- Date: March 3–9
- Edition: 77th
- Draw: 32S / 16D
- Prize money: $150,000
- Surface: Carpet / indoor
- Location: Princeton, New Jersey, U.S.

Champions

Singles
- Martina Navratilova

Doubles
- Kathy Jordan / Elizabeth Smylie
| U.S. Women's Indoor Championships |

= 1986 US Indoors =

Tennis tournament

The 1986 US Indoors was a women's tennis tournament played on indoor carpet courts in Princeton, New Jersey in the United States that was part of the 1985 Virginia Slims World Championship Series (Note: The 1985 Virginia Slims World Championship Series ran from March 1985 through March 1986.).
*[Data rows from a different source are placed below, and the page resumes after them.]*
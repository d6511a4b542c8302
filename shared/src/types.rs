//! API request and response types

use serde::{Deserialize, Serialize};
use utoipa::{IntoParams, ToSchema};
use validator::Validate;

use crate::models::{Exercise, User, UserRole};
use crate::validation::{validate_entries, validate_not_blank, validate_otp_code};

/// Default page size for exercise listings
pub const DEFAULT_PAGE_LIMIT: u64 = 10;
/// Largest page size a client may request
pub const MAX_PAGE_LIMIT: u64 = 100;

// ============================================================================
// Envelopes
// ============================================================================

/// Success envelope wrapping every successful response body
#[derive(Debug, Clone, Serialize, Deserialize, ToSchema)]
pub struct ApiResponse<T> {
    #[schema(example = true)]
    pub success: bool,
    pub data: T,
}

impl<T> ApiResponse<T> {
    pub fn ok(data: T) -> Self {
        Self {
            success: true,
            data,
        }
    }
}

/// Failure envelope
#[derive(Debug, Clone, Serialize, Deserialize, ToSchema)]
pub struct ErrorResponse {
    #[schema(example = false)]
    pub success: bool,
    #[schema(example = "Internal Server Error")]
    pub error: String,
}

impl ErrorResponse {
    pub fn new(error: impl Into<String>) -> Self {
        Self {
            success: false,
            error: error.into(),
        }
    }
}

// ============================================================================
// Exercise Types
// ============================================================================

/// Create exercise request
#[derive(Debug, Clone, Serialize, Deserialize, Validate, ToSchema)]
#[serde(rename_all = "camelCase")]
pub struct CreateExerciseRequest {
    #[validate(custom(function = "validate_not_blank"))]
    #[schema(example = "KCBKjma")]
    pub exercise_id: String,
    #[validate(custom(function = "validate_not_blank"))]
    #[schema(example = "Band Jack Knife Sit-up")]
    pub name: String,
    #[validate(url)]
    #[schema(example = "https://ucarecdn.com/05fcc879-04d4-4222-8896-e3772a8a3060/KCBKjma.gif")]
    pub gif_url: String,
    #[validate(custom(function = "validate_entries"))]
    #[schema(example = json!(["abs"]))]
    pub target_muscles: Vec<String>,
    #[validate(custom(function = "validate_entries"))]
    #[schema(example = json!(["waist", "back"]))]
    pub body_parts: Vec<String>,
    #[validate(custom(function = "validate_entries"))]
    #[schema(example = json!(["band"]))]
    pub equipments: Vec<String>,
    #[validate(custom(function = "validate_entries"))]
    #[schema(example = json!(["abs", "lats"]))]
    pub secondary_muscles: Vec<String>,
    #[validate(custom(function = "validate_entries"))]
    #[schema(example = json!(["Step 1: Start with...", "Step 2: Move into..."]))]
    pub instructions: Vec<String>,
}

/// Exercise listing query
#[derive(Debug, Clone, Default, Deserialize, Validate, IntoParams)]
#[into_params(parameter_in = Query)]
pub struct ExerciseListQuery {
    /// Number of exercises to skip
    #[validate(range(min = 0, message = "offset must be a non-negative number"))]
    #[param(minimum = 0, default = 0, example = 10)]
    pub offset: Option<i64>,
    /// Maximum number of exercises to return
    #[validate(range(min = 1, max = 100, message = "limit must be between 1 and 100"))]
    #[param(minimum = 1, maximum = 100, default = 10, example = 10)]
    pub limit: Option<i64>,
}

impl ExerciseListQuery {
    /// Offset with the default applied. Call after validation.
    pub fn offset(&self) -> u64 {
        self.offset.map(|v| v.max(0) as u64).unwrap_or(0)
    }

    /// Limit with the default applied. Call after validation.
    pub fn limit(&self) -> u64 {
        self.limit
            .map(|v| (v.max(1) as u64).min(MAX_PAGE_LIMIT))
            .unwrap_or(DEFAULT_PAGE_LIMIT)
    }
}

/// One page of exercises
#[derive(Debug, Clone, Serialize, Deserialize, ToSchema)]
#[serde(rename_all = "camelCase")]
pub struct ExercisePage {
    /// `floor(offset / limit) + 1`
    #[schema(example = 2)]
    pub current_page: u64,
    #[schema(example = 3)]
    pub total_pages: u64,
    #[schema(example = 25)]
    pub total_exercises: u64,
    pub exercises: Vec<Exercise>,
}

/// Page of exercises with navigation links
#[derive(Debug, Clone, Serialize, Deserialize, ToSchema)]
#[serde(rename_all = "camelCase")]
pub struct ExercisePageResponse {
    #[schema(example = "http://localhost:8080/exercises?offset=0&limit=10")]
    pub previous_page: Option<String>,
    #[schema(example = "http://localhost:8080/exercises?offset=20&limit=10")]
    pub next_page: Option<String>,
    #[serde(flatten)]
    pub page: ExercisePage,
}

// ============================================================================
// User Types
// ============================================================================

/// Registration request
#[derive(Debug, Clone, Serialize, Deserialize, Validate, ToSchema)]
pub struct RegisterRequest {
    #[validate(email(message = "must be a valid email address"))]
    #[schema(example = "johndoe@example.com")]
    pub email: String,
}

/// Authentication request
#[derive(Debug, Clone, Serialize, Deserialize, Validate, ToSchema)]
pub struct AuthenticateRequest {
    #[validate(email(message = "must be a valid email address"))]
    #[schema(example = "johndoe@example.com")]
    pub email: String,
    /// Code generated by an authenticator app
    #[validate(custom(function = "validate_otp_code"))]
    #[schema(example = "123456")]
    pub code: String,
}

/// Newly registered user, including the one-time OTP secret
#[derive(Debug, Clone, Serialize, Deserialize, ToSchema)]
#[serde(rename_all = "camelCase")]
pub struct RegisteredUser {
    #[schema(example = "0c3a9f0e-1f1b-4a43-9a55-0d3c1e6f1a2b")]
    pub id: String,
    #[schema(example = "johndoe@example.com")]
    pub email: String,
    pub role: UserRole,
    pub is_activated: bool,
    /// Base32 secret for enrolling an authenticator app
    #[schema(example = "JBSWY3DPEHPK3PXPJBSWY3DPEHPK3PXP")]
    pub otp_secret: String,
}

impl From<User> for RegisteredUser {
    fn from(user: User) -> Self {
        Self {
            id: user.id.to_string(),
            email: user.email,
            role: user.role,
            is_activated: user.is_activated,
            otp_secret: user.otp_secret,
        }
    }
}

/// Access token issued after a successful authentication
#[derive(Debug, Clone, Serialize, Deserialize, ToSchema)]
#[serde(rename_all = "camelCase")]
pub struct AccessToken {
    pub access_token: String,
}
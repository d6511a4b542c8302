//! Exercise repository backed by PostgreSQL

use super::{ExerciseRepository, RepositoryError, RepositoryResult};
use crate::db;
use async_trait::async_trait;
use exercisedb_shared::Exercise;
use sqlx::PgPool;

/// Exercise record from database
#[derive(Debug, Clone, sqlx::FromRow)]
struct ExerciseRecord {
    exercise_id: String,
    name: String,
    gif_url: String,
    target_muscles: Vec<String>,
    body_parts: Vec<String>,
    equipments: Vec<String>,
    secondary_muscles: Vec<String>,
    instructions: Vec<String>,
}

impl From<ExerciseRecord> for Exercise {
    fn from(record: ExerciseRecord) -> Self {
        Self {
            exercise_id: record.exercise_id,
            name: record.name,
            gif_url: record.gif_url,
            target_muscles: record.target_muscles,
            body_parts: record.body_parts,
            equipments: record.equipments,
            secondary_muscles: record.secondary_muscles,
            instructions: record.instructions,
        }
    }
}

/// Translate unique violations into `Duplicate`, naming the offending field
fn map_insert_error(err: sqlx::Error) -> RepositoryError {
    if let sqlx::Error::Database(db_err) = &err {
        if db_err.is_unique_violation() {
            let field = match db_err.constraint() {
                Some("exercises_exercise_id_key") => "exerciseId",
                _ => "name",
            };
            return RepositoryError::Duplicate(field);
        }
    }
    RepositoryError::Database(err)
}

/// Exercise repository
#[derive(Clone)]
pub struct PgExerciseRepository {
    pool: PgPool,
}

impl PgExerciseRepository {
    pub fn new(pool: PgPool) -> Self {
        Self { pool }
    }
}

#[async_trait]
impl ExerciseRepository for PgExerciseRepository {
    async fn insert(&self, exercise: Exercise) -> RepositoryResult<Exercise> {
        let record = sqlx::query_as::<_, ExerciseRecord>(
            r#"
            INSERT INTO exercises (exercise_id, name, gif_url, target_muscles, body_parts,
                                   equipments, secondary_muscles, instructions)
            VALUES ($1, $2, $3, $4, $5, $6, $7, $8)
            RETURNING exercise_id, name, gif_url, target_muscles, body_parts,
                      equipments, secondary_muscles, instructions
            "#,
        )
        .bind(&exercise.exercise_id)
        .bind(&exercise.name)
        .bind(&exercise.gif_url)
        .bind(&exercise.target_muscles)
        .bind(&exercise.body_parts)
        .bind(&exercise.equipments)
        .bind(&exercise.secondary_muscles)
        .bind(&exercise.instructions)
        .fetch_one(&self.pool)
        .await
        .map_err(map_insert_error)?;

        Ok(record.into())
    }

    async fn list(&self, offset: u64, limit: u64) -> RepositoryResult<Vec<Exercise>> {
        let records = sqlx::query_as::<_, ExerciseRecord>(
            r#"
            SELECT exercise_id, name, gif_url, target_muscles, body_parts,
                   equipments, secondary_muscles, instructions
            FROM exercises
            ORDER BY seq
            LIMIT $1 OFFSET $2
            "#,
        )
        .bind(i64::try_from(limit).unwrap_or(i64::MAX))
        .bind(i64::try_from(offset).unwrap_or(i64::MAX))
        .fetch_all(&self.pool)
        .await?;

        Ok(records.into_iter().map(Exercise::from).collect())
    }

    async fn count(&self) -> RepositoryResult<u64> {
        let count = sqlx::query_scalar::<_, i64>("SELECT COUNT(*) FROM exercises")
            .fetch_one(&self.pool)
            .await?;

        Ok(count.max(0) as u64)
    }

    async fn ping(&self) -> RepositoryResult<()> {
        db::ping(&self.pool).await?;
        Ok(())
    }
}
It was the 77th edition of the tournament and was held from March 3 through March 9, 1986. First-seeded Martina Navratilova won the singles title.

==Finals==
===Singles===
USA Martina Navratilova defeated TCH Helena Suková 3–6, 6–0, 7–6^{(7–5)}
- It was Navratilova's 3rd singles title of the year and the 114th of her career.

===Doubles===
USA Kathy Jordan / AUS Elizabeth Smylie defeated TCH Hana Mandlíková / TCH Helena Suková 7–5, 6–2
- It was Jordan's 3rd doubles title of the year and the 32nd of her career. It was Smylie's 2nd doubles title of the year and the 15th of her career.